Presenting the International Migration Report 2020 on Friday, he said that the US was the top host country for migrants with 51 million of them or 18 per cent of the world’s total living there.
The report said that between 2000 and 2020, the size of the migrant population abroad grew for nearly all countries and areas of the world with India experiencing the largest gain of nearly 10 million during that period, going from the third place in 2000 for the number of migrants to the first spot in 2020.
The report takes a broad view of migrants, including also students and those going abroad for family reunions in the definition. Explaining the phenomenon of the migration from India, UN’s Population Affairs Officer Clare Menozzi said: “The Indian diaspora is one of the most vibrant dynamic world… It’s present in all continents, in all regions.”
The Indian diaspora is diverse, “comprised predominantly of persons who are workers but also students, and people who have moved for family reasons”, she said.

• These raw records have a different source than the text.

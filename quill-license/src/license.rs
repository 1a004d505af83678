//! License model and type-dependent validation rules.

use std::collections::BTreeMap;

use chrono::NaiveDate;
use regex_lite::Regex;

use crate::error::{LicenseError, LicenseResult};

/// Date format of the `expiration` property.
const DATE_FORMAT: &str = "%Y-%m-%d";

/// License information as a set of named string properties.
///
/// A license starts empty and is populated through the property accessors.
/// Construction never fails; checking the license against a date and
/// application version is a separate, explicit [`License::validate`] call.
/// Keys without built-in semantics are preserved and round-trip through
/// license files untouched.
#[derive(Debug, Clone, Default, PartialEq, Eq)]
pub struct License {
    properties: BTreeMap<String, String>,
}

impl License {
    /// Property key for the opaque license identifier.
    pub const ID: &'static str = "id";
    /// Property key for the licensee display name.
    pub const NAME: &'static str = "name";
    /// Property key for the licensee contact email.
    pub const EMAIL: &'static str = "email";
    /// Property key for the opaque serial number.
    pub const LICENSE_NUMBER: &'static str = "licenseNumber";
    /// Property key selecting which validation rules apply.
    pub const LICENSE_TYPE: &'static str = "licenseType";
    /// Property key for the expiration date. Required with [`Self::TYPE_TRIAL`].
    pub const EXPIRATION: &'static str = "expiration";
    /// Property key for the version pattern. Required with
    /// [`Self::TYPE_SINGLE_VERSION`].
    pub const VERSION: &'static str = "version";

    /// License type for a lifetime version. Always valid.
    pub const TYPE_LIFETIME: &'static str = "lifetime";
    /// License type for a single version. Valid for the matching versions.
    pub const TYPE_SINGLE_VERSION: &'static str = "single-version";
    /// License type for a trial version. Valid until the expiration date.
    pub const TYPE_TRIAL: &'static str = "trial";

    /// Creates an empty license.
    #[must_use]
    pub fn new() -> Self {
        Self::default()
    }

    /// Returns the property value.
    #[must_use]
    pub fn property(&self, key: &str) -> Option<&str> {
        self.properties.get(key).map(String::as_str)
    }

    /// Sets the property value. `None` removes the key.
    pub fn set_property(&mut self, key: &str, value: Option<&str>) {
        match value {
            Some(value) => {
                self.properties.insert(key.to_string(), value.to_string());
            }
            None => {
                self.properties.remove(key);
            }
        }
    }

    /// Returns the properties, ordered by key.
    #[must_use]
    pub fn properties(&self) -> &BTreeMap<String, String> {
        &self.properties
    }

    pub(crate) fn from_properties(properties: BTreeMap<String, String>) -> Self {
        Self { properties }
    }

    /// Returns the expiration date, or `None` when the property is absent,
    /// blank, or not a `yyyy-mm-dd` date.
    #[must_use]
    pub fn expiration(&self) -> Option<NaiveDate> {
        let value = self.property(Self::EXPIRATION)?.trim();
        if value.is_empty() {
            return None;
        }
        NaiveDate::parse_from_str(value, DATE_FORMAT).ok()
    }

    /// Sets the license expiration date. `None` removes the property.
    pub fn set_expiration(&mut self, expiration: Option<NaiveDate>) {
        let formatted = expiration.map(|date| date.format(DATE_FORMAT).to_string());
        self.set_property(Self::EXPIRATION, formatted.as_deref());
    }

    /// Checks the license against the current date and application version.
    ///
    /// Which rules apply depends on the `licenseType` property:
    ///
    /// - `trial`: the license must not be past its expiration date
    /// - `single-version`: the version pattern must match `current_version`
    /// - `lifetime`, absent, or unrecognized: no checks at all
    ///
    /// The expiration rule runs first. Validation has no side effects and
    /// can be repeated freely.
    ///
    /// # Errors
    ///
    /// Returns [`LicenseError::Expired`] or [`LicenseError::VersionExpired`]
    /// when the corresponding rule fails.
    pub fn validate(
        &self,
        current_date: NaiveDate,
        current_version: Option<&str>,
    ) -> LicenseResult<()> {
        self.validate_expiration(current_date)?;
        self.validate_version(current_version)
    }

    fn validate_expiration(&self, current_date: NaiveDate) -> LicenseResult<()> {
        if self.property(Self::LICENSE_TYPE) == Some(Self::TYPE_TRIAL) {
            match self.expiration() {
                Some(expiration) if current_date <= expiration => {}
                // A missing or unreadable date counts as expired.
                _ => return Err(LicenseError::Expired),
            }
        }
        // The expiration date doesn't matter for a single-version or
        // lifetime license.
        Ok(())
    }

    fn validate_version(&self, current_version: Option<&str>) -> LicenseResult<()> {
        if self.property(Self::LICENSE_TYPE) == Some(Self::TYPE_SINGLE_VERSION) {
            let pattern = self
                .property(Self::VERSION)
                .ok_or(LicenseError::VersionExpired)?;
            let current = current_version.ok_or(LicenseError::VersionExpired)?;
            // The whole version string must match, as with an anchored pattern.
            let regex = Regex::new(&format!(r"\A(?:{pattern})\z"))
                .map_err(|_| LicenseError::VersionExpired)?;
            if !regex.is_match(current) {
                return Err(LicenseError::VersionExpired);
            }
        }
        Ok(())
    }
}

The contingent of India-born migrants born in the Gulf countries are playing a central role in the economic prosperity of those countries, Menozzi said.
“They’re also widely present in Northern America and Canada, the US and UK and Australia,” she said. “And if you look for example at the US, I know from the education statistics of some of the persons who are born in India, they have often a very high educational attainment some tertiary or even post-doc(toral), and so forth.”
She said that there is “a common misperception that migration is a reaction to lack of opportunity”. While that may be true in some contexts, “it’s also the sign of dynamism, the fact of a person, an individual makes a choice to pursue opportunities”, according to Menozzi.
There is also a change in how people go abroad.
“The notion that a person would migrate and then forever leave their countries is no longer the case. Most migrants actually now have an experience of moving abroad but then they return, they would go abroad to study, and then bring back some of the knowledge that they find abroad,” Menozzi added.